TASK BRIEF:
Set down exactly, from the records below, the line with "(FileType::Symlink, Some((name, target)))" through the line with "opened or read", and nothing else.

DATA EXCERPTS:
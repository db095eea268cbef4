use std::net::SocketAddr;
use std::time::Duration;

use tokio::net::TcpStream;
use tokio_util::sync::CancellationToken;
use tracing::{debug, info, warn};

use crate::codec::{ControlChannel, bounded};
use crate::data;
use crate::error::{FtpError, FtpResult};
use crate::operations::{list, navigate, raw};
use crate::status;
use crate::types::{FileMetadata, Mode, Reply, SessionOption, TransferType};

/// An open FTP control connection
///
/// Created by [`FtpSession::connect`] and released by [`FtpSession::close`],
/// which consumes the session so it can only be closed once.
#[derive(Debug)]
pub struct FtpSession {
    pub(crate) channel: ControlChannel<TcpStream>,
    pub(crate) peer: SocketAddr,
    pub(crate) timeout: Duration,
    pub(crate) use_pasv_address: bool,
    pub(crate) mode: Mode,
    /// Address negotiated by the last PASV, consumed by the next data command
    pub(crate) pending_passive: Option<SocketAddr>,
    welcome: Reply,
}

impl FtpSession {
    /// Opens the control connection and reads the server greeting
    ///
    /// # Arguments
    ///
    /// * `host` - Hostname or IP address of the server
    /// * `port` - Control port
    /// * `timeout` - Bound on the connect and on every later network wait
    ///
    /// # Errors
    ///
    /// Returns an error if:
    /// - The host cannot be resolved or the TCP connection is refused
    /// - The connection or the greeting takes longer than `timeout`
    /// - The server greets with anything but a 2xx reply
    ///
    /// # Example
    ///
    /// ```ignore
    /// let session = FtpSession::connect("localhost", 9090, Duration::from_secs(10)).await?;
    /// println!("{}", session.welcome());
    /// ```
    pub async fn connect(host: &str, port: u16, timeout: Duration) -> FtpResult<Self> {
        if timeout.is_zero() {
            return Err(FtpError::InvalidOption("timeout must be non-zero".into()));
        }
        let addr = format!("{host}:{port}");
        info!("Connecting to {}", addr);

        let stream = bounded(timeout, "connecting", async {
            TcpStream::connect((host, port))
                .await
                .map_err(|source| FtpError::Connect {
                    addr: addr.clone(),
                    source,
                })
        })
        .await?;
        if let Err(e) = stream.set_nodelay(true) {
            debug!("Could not disable Nagle on the control connection: {}", e);
        }
        let peer = stream.peer_addr()?;

        let mut channel = ControlChannel::new(stream, timeout);
        let mut welcome = channel.read_reply().await?;
        if welcome.code == status::SERVICE_READY_IN {
            debug!("Server not ready yet: {}", welcome);
            welcome = channel.read_reply().await?;
        }
        if !welcome.is_completion() {
            return Err(FtpError::UnexpectedReply {
                command: "connect".to_string(),
                reply: welcome,
            });
        }
        if welcome.code != status::SERVICE_READY {
            warn!("Unusual greeting code: {}", welcome);
        }
        info!(%peer, "Connected: {}", welcome);

        Ok(Self {
            channel,
            peer,
            timeout,
            use_pasv_address: true,
            mode: Mode::default(),
            pending_passive: None,
            welcome,
        })
    }

    /// The greeting the server sent on connect
    pub fn welcome(&self) -> &Reply {
        &self.welcome
    }

    pub fn peer_addr(&self) -> SocketAddr {
        self.peer
    }

    pub fn mode(&self) -> Mode {
        self.mode
    }

    pub fn use_pasv_address(&self) -> bool {
        self.use_pasv_address
    }

    pub fn timeout(&self) -> Duration {
        self.timeout
    }

    /// Changes a runtime option of the session
    ///
    /// A zero timeout is rejected and leaves the session unchanged.
    pub fn set_option(&mut self, option: SessionOption) -> FtpResult<()> {
        match option {
            SessionOption::UsePasvAddress(enabled) => {
                self.use_pasv_address = enabled;
            }
            SessionOption::Timeout(timeout) => {
                if timeout.is_zero() {
                    return Err(FtpError::InvalidOption("timeout must be non-zero".into()));
                }
                self.timeout = timeout;
                self.channel.set_timeout(timeout);
            }
        }
        debug!(?option, "Session option set");
        Ok(())
    }

    /// Authenticates with USER and, when the server asks for it, PASS
    pub async fn login(&mut self, user: &str, password: &str) -> FtpResult<()> {
        info!("Logging in as {:?}", user);
        let reply = self.channel.execute(&format!("USER {user}")).await?;
        let reply = match reply.code {
            status::USER_LOGGED_IN => reply,
            status::USERNAME_OK => {
                let command = format!("PASS {password}");
                let reply = self.channel.execute(&command).await?;
                match reply.code {
                    status::USER_LOGGED_IN | status::NOT_IMPLEMENTED_SUPERFLUOUS => reply,
                    code => {
                        if code == status::NEED_ACCOUNT {
                            warn!("Server asks for an account, which is not supported");
                        }
                        return Err(FtpError::UnexpectedReply {
                            command: "PASS ****".to_string(),
                            reply,
                        });
                    }
                }
            }
            _ => {
                return Err(FtpError::UnexpectedReply {
                    command: format!("USER {user}"),
                    reply,
                });
            }
        };
        info!("Logged in: {}", reply);
        Ok(())
    }

    /// Changes the working directory
    pub async fn chdir(&mut self, path: &str) -> FtpResult<()> {
        navigate::cwd(self, path).await
    }

    /// Returns the working directory
    pub async fn pwd(&mut self) -> FtpResult<String> {
        navigate::pwd(self).await
    }

    /// Switches between passive and active data connections
    ///
    /// Enabling passive mode negotiates an address with PASV right away; that
    /// address serves the next data command. Disabling it sends nothing.
    pub async fn set_passive(&mut self, enabled: bool) -> FtpResult<()> {
        if !enabled {
            self.mode = Mode::Active;
            self.pending_passive = None;
            debug!("Active mode enabled");
            return Ok(());
        }
        let target = data::request_passive(self).await?;
        self.mode = Mode::Passive;
        self.pending_passive = Some(target);
        debug!(%target, "Passive mode enabled");
        Ok(())
    }

    /// Announces the representation type with TYPE
    pub async fn transfer_type(&mut self, transfer_type: TransferType) -> FtpResult<()> {
        let reply = self
            .channel
            .expect(&format!("TYPE {}", transfer_type.code()), 2)
            .await?;
        if reply.code != status::COMMAND_OK {
            debug!("TYPE accepted with {}", reply);
        }
        Ok(())
    }

    /// Sends `command` as-is and returns whatever the server answers
    pub async fn raw(&mut self, command: &str) -> FtpResult<Reply> {
        raw::raw(self, command).await
    }

    /// Lists `path` (or the working directory) over a data connection
    ///
    /// Returns the listing lines as the server sent them.
    pub async fn list(&mut self, path: Option<&str>) -> FtpResult<Vec<String>> {
        list::list(self, path, CancellationToken::new()).await
    }

    /// Lists `path` (or the working directory) and parses every entry
    pub async fn ls(
        &mut self,
        path: Option<&str>,
        cancel_token: CancellationToken,
    ) -> FtpResult<Vec<FileMetadata>> {
        list::ls(self, path, cancel_token).await
    }

    pub async fn noop(&mut self) -> FtpResult<()> {
        self.channel.expect("NOOP", 2).await?;
        Ok(())
    }

    /// Checks that the server still answers on the control connection
    pub async fn connected(&mut self) -> bool {
        match self.noop().await {
            Ok(()) => true,
            Err(e) => {
                warn!("Control connection is dead: {}", e);
                false
            }
        }
    }

    /// Sends QUIT and closes the control connection
    ///
    /// A missing or negative reply to QUIT is logged, not returned; only a
    /// failure to send it is.
    pub async fn close(mut self) -> FtpResult<()> {
        info!("Closing connection to {}", self.peer);
        self.channel.send("QUIT").await?;
        match self.channel.read_reply().await {
            Ok(reply) if reply.code == status::CLOSING_CONTROL_CONN => {
                debug!("Server said goodbye: {}", reply);
            }
            Ok(reply) => warn!("Unexpected reply to QUIT: {}", reply),
            Err(e) => warn!("No reply to QUIT: {}", e),
        }
        if let Err(e) = self.channel.shutdown().await {
            debug!("Shutdown after QUIT failed: {}", e);
        }
        Ok(())
    }
}
use std::path::PathBuf;

use bytes::BytesMut;
use tokio::io::AsyncReadExt;
use tokio_util::sync::CancellationToken;
use tracing::{debug, info};

use crate::data;
use crate::error::{FtpError, FtpResult};
use crate::session::FtpSession;
use crate::types::{FileMetadata, FileType};

const MONTHS: [&str; 12] = [
    "jan", "feb", "mar", "apr", "may", "jun", "jul", "aug", "sep", "oct", "nov", "dec",
];

/// Runs LIST over a data connection and returns the listing lines
///
/// # Arguments
///
/// * `session` - The logged in session
/// * `path` - Directory to list, the working directory when `None`
/// * `cancel_token` - Token for cancelling the transfer
///
/// # Errors
///
/// Returns an error if:
/// - The data connection cannot be negotiated or opened
/// - The server refuses the listing or does not confirm its completion
/// - The operation is cancelled by the user
pub async fn list(
    session: &mut FtpSession,
    path: Option<&str>,
    cancel_token: CancellationToken,
) -> FtpResult<Vec<String>> {
    let command = match path {
        Some(path) => format!("LIST {path}"),
        None => "LIST".to_string(),
    };
    let (mut stream, opened) = data::open(session, &command).await?;
    debug!("Listing transfer started: {}", opened);

    let timeout = session.timeout;
    let mut buf = BytesMut::with_capacity(8 * 1024);
    let mut cancelled = false;
    loop {
        tokio::select! {
            biased;
            _ = cancel_token.cancelled() => {
                info!("LIST cancelled by user");
                cancelled = true;
                break;
            }
            read = tokio::time::timeout(timeout, stream.read_buf(&mut buf)) => {
                match read {
                    Ok(Ok(0)) => break,
                    Ok(Ok(_)) => {}
                    Ok(Err(e)) => return Err(FtpError::DataChannel(e)),
                    Err(_) => return Err(FtpError::Timeout(timeout, "reading the listing")),
                }
            }
        }
    }
    drop(stream);

    if cancelled {
        abort(session).await;
        return Err(FtpError::Cancelled);
    }

    let done = session.channel.read_reply().await?;
    if !done.is_completion() {
        return Err(FtpError::UnexpectedReply {
            command,
            reply: done,
        });
    }
    debug!("Listing transfer finished: {} ({} bytes)", done, buf.len());

    Ok(String::from_utf8_lossy(&buf)
        .lines()
        .filter(|line| !line.trim().is_empty())
        .map(str::to_string)
        .collect())
}

/// Lists a remote directory and parses each entry
///
/// Entries `.` and `..` and `total` lines are skipped. Lines that are not in
/// a recognised format come back as [`FileType::Unknown`] entries named after
/// the whole line.
pub async fn ls(
    session: &mut FtpSession,
    path: Option<&str>,
    cancel_token: CancellationToken,
) -> FtpResult<Vec<FileMetadata>> {
    let lines = list(session, path, cancel_token).await?;
    Ok(parse_listing(&lines, path.unwrap_or("")))
}

/// Ends a cancelled transfer and leaves the control channel in step
///
/// The server first finishes the transfer (226, 426 or 451) and only then
/// answers ABOR on its own, so both replies are read.
async fn abort(session: &mut FtpSession) {
    match session.channel.read_reply().await {
        Ok(reply) => debug!("Cancelled transfer ended with {}", reply),
        Err(e) => debug!("No final reply for the cancelled transfer: {}", e),
    }
    match session.channel.execute("ABOR").await {
        Ok(reply) => debug!("ABOR answered with {}", reply),
        Err(e) => debug!("ABOR failed: {}", e),
    }
}

pub(crate) fn parse_listing(lines: &[String], base: &str) -> Vec<FileMetadata> {
    lines
        .iter()
        .filter_map(|line| parse_line(line.trim_end(), base))
        .filter(|entry| entry.name != "." && entry.name != "..")
        .collect()
}

fn parse_line(line: &str, base: &str) -> Option<FileMetadata> {
    if line.trim().is_empty() || is_total_line(line) {
        return None;
    }
    if let Some(entry) = parse_unix(line, base) {
        return Some(entry);
    }
    Some(FileMetadata {
        name: line.to_string(),
        path: PathBuf::from(base).join(line),
        size: None,
        file_type: FileType::Unknown,
        permissions: None,
        link_target: None,
        raw: line.to_string(),
    })
}

fn is_total_line(line: &str) -> bool {
    line.strip_prefix("total ")
        .is_some_and(|n| n.trim().bytes().all(|b| b.is_ascii_digit()))
}

/// `ls -l` style, with or without the link-count column:
///
/// ```text
/// drwxr-xr-x 2 jt staff 4096 Jan  1 12:00 docs
/// -rw-r--r-- jt staff 120 Jan 01 15:05 notes.txt
/// ```
fn parse_unix(line: &str, base: &str) -> Option<FileMetadata> {
    let tokens = tokens(line);
    let (_, permissions) = *tokens.first()?;
    if permissions.len() != 10 || !permissions.is_ascii() {
        return None;
    }
    let file_type = match permissions.as_bytes()[0] {
        b'd' => FileType::Directory,
        b'l' | b'L' => FileType::Symlink,
        b'-' => FileType::Regular,
        b'b' | b'c' | b'p' | b's' => FileType::Unknown,
        _ => return None,
    };

    // The month anchors the remaining columns: size before it, then day and
    // time or year, then the name
    let month = tokens
        .iter()
        .enumerate()
        .skip(3)
        .find(|(i, (_, token))| {
            MONTHS.contains(&token.to_ascii_lowercase().as_str())
                && tokens[i - 1].1.parse::<u64>().is_ok()
        })
        .map(|(i, _)| i)?;
    let (name_start, _) = *tokens.get(month + 3)?;
    let size = tokens[month - 1].1.parse::<u64>().ok();

    let rest = &line[name_start..];
    let (name, link_target) = match (file_type, rest.split_once(" -> ")) {
        (FileType::Symlink, Some((name, target))) => (name, Some(target.to_string())),
        _ => (rest, None),
    };

    Some(FileMetadata {
        name: name.to_string(),
        path: PathBuf::from(base).join(name),
        size,
        file_type,
        permissions: Some(permissions.to_string()),
        link_target,
        raw: line.to_string(),
    })
}

/// Whitespace separated tokens with their byte offsets
fn tokens(line: &str) -> Vec<(usize, &str)> {
    let mut out = Vec::new();
    let mut start = None;
    for (i, c) in line.char_indices() {
        if c.is_whitespace() {
            if let Some(s) = start.take() {
                out.push((s, &line[s..i]));
            }
        } else if start.is_none() {
            start = Some(i);
        }
    }
    if let Some(s) = start {
        out.push((s, &line[s..]));
    }
    out
}
use std::io;
use std::time::Duration;

use thiserror::Error;

use crate::types::Reply;

/// Errors produced by an FTP session
#[derive(Debug, Error)]
pub enum FtpError {
    /// The TCP connection to the server could not be established
    #[error("failed to connect to {addr}")]
    Connect {
        addr: String,
        #[source]
        source: io::Error,
    },

    /// A network wait exceeded the session timeout
    #[error("timed out after {0:?} while {1}")]
    Timeout(Duration, &'static str),

    /// The server closed the control connection
    #[error("control connection closed by server")]
    Disconnected,

    #[error("i/o error on control connection: {0}")]
    Io(#[from] io::Error),

    /// The server sent something that is not an FTP reply
    #[error("malformed reply: {0:?}")]
    MalformedReply(String),

    /// The server answered with a code the operation does not accept
    #[error("unexpected reply to {command}: {reply}")]
    UnexpectedReply { command: String, reply: Reply },

    #[error("cannot parse passive address from {0:?}")]
    PassiveAddress(String),

    #[error("invalid session option: {0}")]
    InvalidOption(String),

    /// The data connection could not be opened or read
    #[error("data connection failed")]
    DataChannel(#[source] io::Error),

    #[error("operation cancelled")]
    Cancelled,
}

impl FtpError {
    /// Reply code carried by the error, if the server sent one
    pub fn reply_code(&self) -> Option<u16> {
        match self {
            FtpError::UnexpectedReply { reply, .. } => Some(reply.code),
            _ => None,
        }
    }
}

pub type FtpResult<T> = Result<T, FtpError>;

SOLUTION TO THIS TASK:
        (FileType::Symlink, Some((name, target))) => (name, Some(target.to_string())),
        _ => (rest, None),
    };

    Some(FileMetadata {
        name: name.to_string(),
        path: PathBuf::from(base).join(name),
        size,
        file_type,
        permissions: Some(permissions.to_string()),
        link_target,
        raw: line.to_string(),
    })
}

/// Whitespace separated tokens with their byte offsets
fn tokens(line: &str) -> Vec<(usize, &str)> {
    let mut out = Vec::new();
    let mut start = None;
    for (i, c) in line.char_indices() {
        if c.is_whitespace() {
            if let Some(s) = start.take() {
                out.push((s, &line[s..i]));
            }
        } else if start.is_none() {
            start = Some(i);
        }
    }
    if let Some(s) = start {
        out.push((s, &line[s..]));
    }
    out
}
use std::io;
use std::time::Duration;

use thiserror::Error;

use crate::types::Reply;

/// Errors produced by an FTP session
#[derive(Debug, Error)]
pub enum FtpError {
    /// The TCP connection to the server could not be established
    #[error("failed to connect to {addr}")]
    Connect {
        addr: String,
        #[source]
        source: io::Error,
    },

    /// A network wait exceeded the session timeout
    #[error("timed out after {0:?} while {1}")]
    Timeout(Duration, &'static str),

    /// The server closed the control connection
    #[error("control connection closed by server")]
    Disconnected,

    #[error("i/o error on control connection: {0}")]
    Io(#[from] io::Error),

    /// The server sent something that is not an FTP reply
    #[error("malformed reply: {0:?}")]
    MalformedReply(String),

    /// The server answered with a code the operation does not accept
    #[error("unexpected reply to {command}: {reply}")]
    UnexpectedReply { command: String, reply: Reply },

    #[error("cannot parse passive address from {0:?}")]
    PassiveAddress(String),

    #[error("invalid session option: {0}")]
    InvalidOption(String),

    /// The data connection could not be opened or read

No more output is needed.